• **WORK ITEM**: Whenever the word "first" appears in a line of the data below, copy that line.
---*---
//! Draws the active scene.
//!
//! GPU meshes for a scene are created when that scene first syncs and
//! dropped when another scene replaces it. Textures stay in the cache, so a
//! return trip to the Earth only rebuilds bind groups.

use std::path::PathBuf;
use std::sync::Arc;

use glam::Mat4;
use orb_scene::{ActiveScene, DayNightMode, EarthScene, SceneController, SceneMode};
use wgpu::util::DeviceExt;

use crate::camera::Camera;
use crate::depth::DepthBuffer;
use crate::gpu::{RenderContext, SurfaceError};
use crate::pass::{FrameEncoder, RenderPassBuilder};
use crate::pipeline::{FrameUniform, MaterialUniform, SpherePipeline, SphereVertex};
use crate::sphere::generate_uv_sphere;
use crate::texture::{ManagedTexture, Placeholder, TextureCache, TextureError};

/// Locations of the three Earth maps.
#[derive(Debug, Clone, PartialEq, Eq)]
pub struct EarthTextures {
    pub day: PathBuf,
    pub night: PathBuf,
    pub clouds: PathBuf,
}

/// Renderer construction parameters.
#[derive(Debug, Clone)]
pub struct RendererSettings {
    pub sphere_segments: u32,
    pub fov_deg: f32,
    pub near: f32,
    pub far: f32,
    pub clear_color: [f64; 3],
    pub clouds_opacity: f32,
    pub earth_textures: EarthTextures,
}

/// Uniform buffer and bind group for one drawn sphere.
struct MeshDraw {
    uniform: wgpu::Buffer,
    bind_group: wgpu::BindGroup,
}

impl MeshDraw {
    fn new(
        device: &wgpu::Device,
        pipeline: &SpherePipeline,
        texture: &ManagedTexture,
        label: &str,
    ) -> Self {
        let uniform = device.create_buffer(&wgpu::BufferDescriptor {
            label: Some(label),
            size: std::mem::size_of::<MaterialUniform>() as u64,
            usage: wgpu::BufferUsages::UNIFORM | wgpu::BufferUsages::COPY_DST,
            mapped_at_creation: false,
        });
        let bind_group = device.create_bind_group(&wgpu::BindGroupDescriptor {
            label: Some(label),
            layout: &pipeline.material_bind_group_layout,
            entries: &[
                wgpu::BindGroupEntry {
                    binding: 0,
                    resource: wgpu::BindingResource::TextureView(&texture.view),
                },
                wgpu::BindGroupEntry {
                    binding: 1,
                    resource: wgpu::BindingResource::Sampler(&pipeline.sampler),
                },
                wgpu::BindGroupEntry {
                    binding: 2,
                    resource: uniform.as_entire_binding(),
                },
            ],
        });
        Self {
            uniform,
            bind_group,
        }
    }

    fn write(&self, queue: &wgpu::Queue, material: MaterialUniform) {
        queue.write_buffer(&self.uniform, 0, bytemuck::bytes_of(&material));
    }
}

enum SceneDraws {
    Ball(MeshDraw),
    Earth {
        body: MeshDraw,
        clouds: MeshDraw,
        day_night: DayNightMode,
    },
}

impl SceneDraws {
    fn key(&self) -> DrawKey {
        match self {
            Self::Ball(_) => (SceneMode::Ball, None),
            Self::Earth { day_night, .. } => (SceneMode::Earth, Some(*day_night)),
        }
    }
}

/// What a set of GPU meshes was built for. The body texture depends on the
/// day/night mode, so that is part of the key.
type DrawKey = (SceneMode, Option<DayNightMode>);

fn scene_key(active: &ActiveScene) -> DrawKey {
    match active {
        ActiveScene::Ball(_) => (SceneMode::Ball, None),
        ActiveScene::Earth(earth) => (SceneMode::Earth, Some(earth.day_night())),
    }
}

fn faded_clear_color([r, g, b]: [f64; 3], opacity: f32) -> wgpu::Color {
    let fade = f64::from(opacity.clamp(0.0, 1.0));
    wgpu::Color {
        r: r * fade,
        g: g * fade,
        b: b * fade,
        a: 1.0,
    }
}

pub struct SceneRenderer {
    pipeline: SpherePipeline,
    vertex_buffer: wgpu::Buffer,
    index_buffer: wgpu::Buffer,
    index_count: u32,
    frame_buffer: wgpu::Buffer,
    frame_bind_group: wgpu::BindGroup,
    depth: DepthBuffer,
    textures: TextureCache,
    camera: Camera,
    settings: RendererSettings,
    draws: Option<SceneDraws>,
}

impl SceneRenderer {
    pub fn new(ctx: &RenderContext, settings: RendererSettings) -> Self {
        Self::with_device(&ctx.device, ctx.surface_format, ctx.size(), settings)
    }

    /// Builds a renderer for any device, without a window surface.
    pub fn with_device(
        device: &wgpu::Device,
        surface_format: wgpu::TextureFormat,
        (width, height): (u32, u32),
        settings: RendererSettings,
    ) -> Self {
        let pipeline = SpherePipeline::new(device, surface_format);

        let mesh = generate_uv_sphere(settings.sphere_segments, settings.sphere_segments);
        let vertices = SphereVertex::from_mesh(&mesh);
        let vertex_buffer = device.create_buffer_init(&wgpu::util::BufferInitDescriptor {
            label: Some("sphere-vertices"),
            contents: bytemuck::cast_slice(&vertices),
            usage: wgpu::BufferUsages::VERTEX,
        });
        let index_buffer = device.create_buffer_init(&wgpu::util::BufferInitDescriptor {
            label: Some("sphere-indices"),
            contents: bytemuck::cast_slice(&mesh.indices),
            usage: wgpu::BufferUsages::INDEX,
        });

        let frame_buffer = device.create_buffer(&wgpu::BufferDescriptor {
            label: Some("frame-uniform"),
            size: std::mem::size_of::<FrameUniform>() as u64,
            usage: wgpu::BufferUsages::UNIFORM | wgpu::BufferUsages::COPY_DST,
            mapped_at_creation: false,
        });
        let frame_bind_group = device.create_bind_group(&wgpu::BindGroupDescriptor {
            label: Some("frame-bg"),
            layout: &pipeline.frame_bind_group_layout,
            entries: &[wgpu::BindGroupEntry {
                binding: 0,
                resource: frame_buffer.as_entire_binding(),
            }],
        });

        let depth = DepthBuffer::new(device, width, height);
        let mut camera = Camera::looking_at_origin(
            glam::Vec3::Z,
            settings.fov_deg,
            1.0,
            settings.near,
            settings.far,
        );
        camera.set_aspect_ratio(width, height);

        log::info!(
            "Sphere mesh: {} vertices, {} triangles",
            vertices.len(),
            mesh.indices.len() / 3
        );

        Self {
            pipeline,
            vertex_buffer,
            index_buffer,
            index_count: mesh.indices.len() as u32,
            frame_buffer,
            frame_bind_group,
            depth,
            textures: TextureCache::new(),
            camera,
            settings,
            draws: None,
        }
    }

    /// Takes new settings without rebuilding the pipeline. Changed texture
    /// paths drop the current meshes so the next [`sync`](Self::sync) reloads
    /// them; the sphere mesh keeps its segment count until restart.
    pub fn apply_settings(&mut self, settings: RendererSettings) {
        if settings.sphere_segments != self.settings.sphere_segments {
            log::warn!(
                "Sphere segment change ({} -> {}) applies after restart",
                self.settings.sphere_segments,
                settings.sphere_segments
            );
        }
        if settings.earth_textures != self.settings.earth_textures {
            self.draws = None;
        }
        self.camera.fov_y = settings.fov_deg.to_radians();
        self.camera.near = settings.near;
        self.camera.far = settings.far;
        let segments = self.settings.sphere_segments;
        self.settings = RendererSettings {
            sphere_segments: segments,
            ..settings
        };
    }

    pub fn resize(&mut self, device: &wgpu::Device, width: u32, height: u32) {
        self.depth.resize(device, width, height);
        self.camera.set_aspect_ratio(width, height);
    }

    /// Bring GPU meshes in line with the active scene.
    ///
    /// On entering the Earth scene this loads its maps and only then mounts
    /// the body and cloud layers, so rotation starts with the first visible
    /// frame.
    pub fn sync(
        &mut self,
        device: &wgpu::Device,
        queue: &wgpu::Queue,
        scene: &mut SceneController,
    ) -> Result<(), TextureError> {
        let wanted = scene_key(scene.active());
        if self.draws.as_ref().map(SceneDraws::key) != Some(wanted) {
            // Release the previous scene's buffers before building new ones.
            self.draws = None;
            self.draws = Some(match scene.active() {
                ActiveScene::Ball(_) => {
                    let white = self.textures.white(device, queue)?;
                    SceneDraws::Ball(MeshDraw::new(device, &self.pipeline, &white, "ball"))
                }
                ActiveScene::Earth(earth) => self.build_earth(device, queue, earth)?,
            });
            log::debug!(
                "Rebuilt GPU meshes for {} ({} textures cached)",
                wanted.0.label(),
                self.cached_textures()
            );
        }

        if let ActiveScene::Earth(earth) = scene.active_mut() {
            earth.mount_body();
            earth.mount_clouds();
        }
        Ok(())
    }

    fn build_earth(
        &mut self,
        device: &wgpu::Device,
        queue: &wgpu::Queue,
        earth: &EarthScene,
    ) -> Result<SceneDraws, TextureError> {
        let paths = self.settings.earth_textures.clone();
        let day_night = earth.day_night();
        let body_texture: Arc<ManagedTexture> = match day_night {
            DayNightMode::Day => {
                self.textures
                    .load_or_placeholder(device, queue, &paths.day, Placeholder::Day)?
            }
            DayNightMode::Night => {
                self.textures
                    .load_or_placeholder(device, queue, &paths.night, Placeholder::Night)?
            }
        };
        let clouds_texture =
            self.textures
                .load_or_placeholder(device, queue, &paths.clouds, Placeholder::Clouds)?;

        Ok(SceneDraws::Earth {
            body: MeshDraw::new(device, &self.pipeline, &body_texture, "earth-body"),
            clouds: MeshDraw::new(device, &self.pipeline, &clouds_texture, "earth-clouds"),
            day_night,
        })
    }

    /// Upload this frame's uniforms and draw. Call after [`sync`](Self::sync).
    pub fn render(
        &mut self,
        ctx: &RenderContext,
        scene: &SceneController,
    ) -> Result<(), SurfaceError> {
        self.camera.eye = scene.eye();
        let light = scene.light();
        let opacity = scene.opacity();
        let frame = FrameUniform::new(
            self.camera.view_projection_matrix(),
            self.camera.eye,
            &light,
            opacity,
        );
        ctx.queue
            .write_buffer(&self.frame_buffer, 0, bytemuck::bytes_of(&frame));

        let Some(draws) = &self.draws else {
            return Ok(());
        };
        let mut visible: Vec<(&MeshDraw, bool)> = Vec::with_capacity(2);
        match (draws, scene.active()) {
            (SceneDraws::Ball(draw), ActiveScene::Ball(ball)) => {
                draw.write(
                    &ctx.queue,
                    MaterialUniform::new(Mat4::IDENTITY, ball.color().to_srgb_f32(), 1.0),
                );
                visible.push((draw, false));
            }
            (SceneDraws::Earth { body, clouds, .. }, ActiveScene::Earth(earth)) => {
                let layers = earth.layers();
                if let Some(t) = layers.body {
                    body.write(
                        &ctx.queue,
                        MaterialUniform::new(t.model_matrix(), [1.0; 3], 1.0),
                    );
                    visible.push((body, false));
                }
                if let Some(t) = layers.clouds {
                    clouds.write(
                        &ctx.queue,
                        MaterialUniform::new(
                            t.model_matrix(),
                            [1.0; 3],
                            self.settings.clouds_opacity,
                        ),
                    );
                    visible.push((clouds, true));
                }
            }
            _ => log::debug!("GPU meshes out of date, drawing background only"),
        }

        let surface_texture = ctx.get_current_texture()?;
        let mut encoder = FrameEncoder::new(&ctx.device, Arc::clone(&ctx.queue), surface_texture);
        {
            let builder = RenderPassBuilder::new()
                .label("scene-pass")
                .clear_color(faded_clear_color(self.settings.clear_color, opacity))
                .depth(&self.depth.view, DepthBuffer::CLEAR_VALUE);
            let mut pass = encoder.begin_render_pass(&builder);
            pass.set_bind_group(0, &self.frame_bind_group, &[]);
            pass.set_vertex_buffer(0, self.vertex_buffer.slice(..));
            pass.set_index_buffer(self.index_buffer.slice(..), wgpu::IndexFormat::Uint32);
            // Opaque meshes were pushed first; transparent ones follow.
            for (draw, transparent) in visible {
                pass.set_pipeline(if transparent {
                    &self.pipeline.transparent
                } else {
                    &self.pipeline.opaque
                });
                pass.set_bind_group(1, &draw.bind_group, &[]);
                pass.draw_indexed(0..self.index_count, 0, 0..1);
            }
        }
        encoder.submit();
        Ok(())
    }

    #[must_use]
    pub fn cached_textures(&self) -> usize {
        self.textures.len()
    }
}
---*---
• **WRITTEN SOLUTION**:
//! GPU meshes for a scene are created when that scene first syncs and
    /// the body and cloud layers, so rotation starts with the first visible
            // Opaque meshes were pushed first; transparent ones follow.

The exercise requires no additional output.